Data to use section start
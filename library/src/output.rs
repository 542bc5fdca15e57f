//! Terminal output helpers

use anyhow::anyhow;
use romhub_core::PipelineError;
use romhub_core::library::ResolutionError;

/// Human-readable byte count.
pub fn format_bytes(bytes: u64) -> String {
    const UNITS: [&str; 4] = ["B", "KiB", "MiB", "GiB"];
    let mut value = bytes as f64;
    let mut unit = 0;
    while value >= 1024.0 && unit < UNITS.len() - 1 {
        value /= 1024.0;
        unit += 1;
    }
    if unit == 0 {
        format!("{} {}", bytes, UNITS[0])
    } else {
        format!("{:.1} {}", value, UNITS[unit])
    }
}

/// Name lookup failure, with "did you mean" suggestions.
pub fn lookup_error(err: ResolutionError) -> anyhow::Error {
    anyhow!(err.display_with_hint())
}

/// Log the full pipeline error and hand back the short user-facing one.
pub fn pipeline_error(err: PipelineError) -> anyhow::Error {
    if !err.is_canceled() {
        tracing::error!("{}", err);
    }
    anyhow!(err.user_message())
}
Data to use section end
Data to use section start
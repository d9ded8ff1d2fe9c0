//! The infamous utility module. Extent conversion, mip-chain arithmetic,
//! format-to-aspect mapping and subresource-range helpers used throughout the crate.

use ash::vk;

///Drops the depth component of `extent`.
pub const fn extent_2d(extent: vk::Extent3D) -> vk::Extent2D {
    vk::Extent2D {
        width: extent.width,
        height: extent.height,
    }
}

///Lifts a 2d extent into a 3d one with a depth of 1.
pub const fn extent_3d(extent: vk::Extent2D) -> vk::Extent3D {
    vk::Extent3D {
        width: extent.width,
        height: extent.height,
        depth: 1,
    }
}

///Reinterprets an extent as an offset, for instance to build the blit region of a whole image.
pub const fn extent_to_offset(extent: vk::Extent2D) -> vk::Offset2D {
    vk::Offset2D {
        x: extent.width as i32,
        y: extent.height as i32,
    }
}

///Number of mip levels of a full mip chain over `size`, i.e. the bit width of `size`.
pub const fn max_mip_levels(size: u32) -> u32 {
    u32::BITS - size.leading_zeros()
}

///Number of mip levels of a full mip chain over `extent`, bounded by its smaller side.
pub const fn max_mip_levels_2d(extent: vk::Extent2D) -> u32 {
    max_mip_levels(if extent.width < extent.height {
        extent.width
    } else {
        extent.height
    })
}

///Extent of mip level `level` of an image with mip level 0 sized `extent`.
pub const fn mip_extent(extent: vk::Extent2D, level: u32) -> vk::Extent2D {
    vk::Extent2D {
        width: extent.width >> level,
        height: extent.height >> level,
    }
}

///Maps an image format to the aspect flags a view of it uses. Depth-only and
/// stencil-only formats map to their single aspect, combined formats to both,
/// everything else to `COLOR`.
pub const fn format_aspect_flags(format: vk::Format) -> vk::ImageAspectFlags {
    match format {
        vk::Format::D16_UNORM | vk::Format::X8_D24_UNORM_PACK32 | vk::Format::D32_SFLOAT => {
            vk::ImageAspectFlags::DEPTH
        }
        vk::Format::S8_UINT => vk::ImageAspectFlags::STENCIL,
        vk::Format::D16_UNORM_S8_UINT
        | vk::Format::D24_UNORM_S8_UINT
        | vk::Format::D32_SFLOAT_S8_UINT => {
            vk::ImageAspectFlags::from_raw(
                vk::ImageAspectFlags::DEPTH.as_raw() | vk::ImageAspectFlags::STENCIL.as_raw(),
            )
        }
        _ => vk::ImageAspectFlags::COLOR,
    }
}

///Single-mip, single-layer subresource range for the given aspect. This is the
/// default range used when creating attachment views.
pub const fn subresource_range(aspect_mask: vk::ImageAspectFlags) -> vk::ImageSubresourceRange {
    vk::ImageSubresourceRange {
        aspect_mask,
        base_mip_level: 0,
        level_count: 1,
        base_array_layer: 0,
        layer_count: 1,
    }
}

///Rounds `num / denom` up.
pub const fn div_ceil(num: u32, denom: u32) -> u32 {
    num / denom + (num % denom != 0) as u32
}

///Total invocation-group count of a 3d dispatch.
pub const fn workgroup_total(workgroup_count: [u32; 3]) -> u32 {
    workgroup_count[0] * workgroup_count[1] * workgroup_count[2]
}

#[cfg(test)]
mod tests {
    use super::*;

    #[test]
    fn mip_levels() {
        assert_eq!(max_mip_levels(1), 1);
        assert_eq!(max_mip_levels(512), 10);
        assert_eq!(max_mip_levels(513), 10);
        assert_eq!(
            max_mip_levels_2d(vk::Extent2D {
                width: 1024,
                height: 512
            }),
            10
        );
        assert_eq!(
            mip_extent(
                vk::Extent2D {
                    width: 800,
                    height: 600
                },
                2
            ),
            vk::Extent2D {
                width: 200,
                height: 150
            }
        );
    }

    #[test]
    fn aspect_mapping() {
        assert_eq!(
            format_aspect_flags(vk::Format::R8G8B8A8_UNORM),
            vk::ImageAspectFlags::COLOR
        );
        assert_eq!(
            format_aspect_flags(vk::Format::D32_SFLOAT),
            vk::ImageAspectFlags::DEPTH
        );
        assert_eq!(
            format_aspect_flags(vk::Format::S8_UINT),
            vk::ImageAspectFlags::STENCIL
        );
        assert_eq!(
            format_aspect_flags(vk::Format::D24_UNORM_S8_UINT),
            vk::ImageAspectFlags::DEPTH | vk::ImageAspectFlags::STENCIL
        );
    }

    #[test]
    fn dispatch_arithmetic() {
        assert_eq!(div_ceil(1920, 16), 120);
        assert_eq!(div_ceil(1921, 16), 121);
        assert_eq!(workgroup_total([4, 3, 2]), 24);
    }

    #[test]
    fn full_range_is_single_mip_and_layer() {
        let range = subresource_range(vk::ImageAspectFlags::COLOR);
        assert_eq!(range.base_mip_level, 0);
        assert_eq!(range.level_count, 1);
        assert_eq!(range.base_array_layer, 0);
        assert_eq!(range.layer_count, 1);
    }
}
Data to use section end
### Aim of the task:
The answer must consist of every line from the data that holds the string "chain".

### Solution to the exercise:
//! The infamous utility module. Extent conversion, mip-chain arithmetic,
///Number of mip levels of a full mip chain over `size`, i.e. the bit width of `size`.
///Number of mip levels of a full mip chain over `extent`, bounded by its smaller side.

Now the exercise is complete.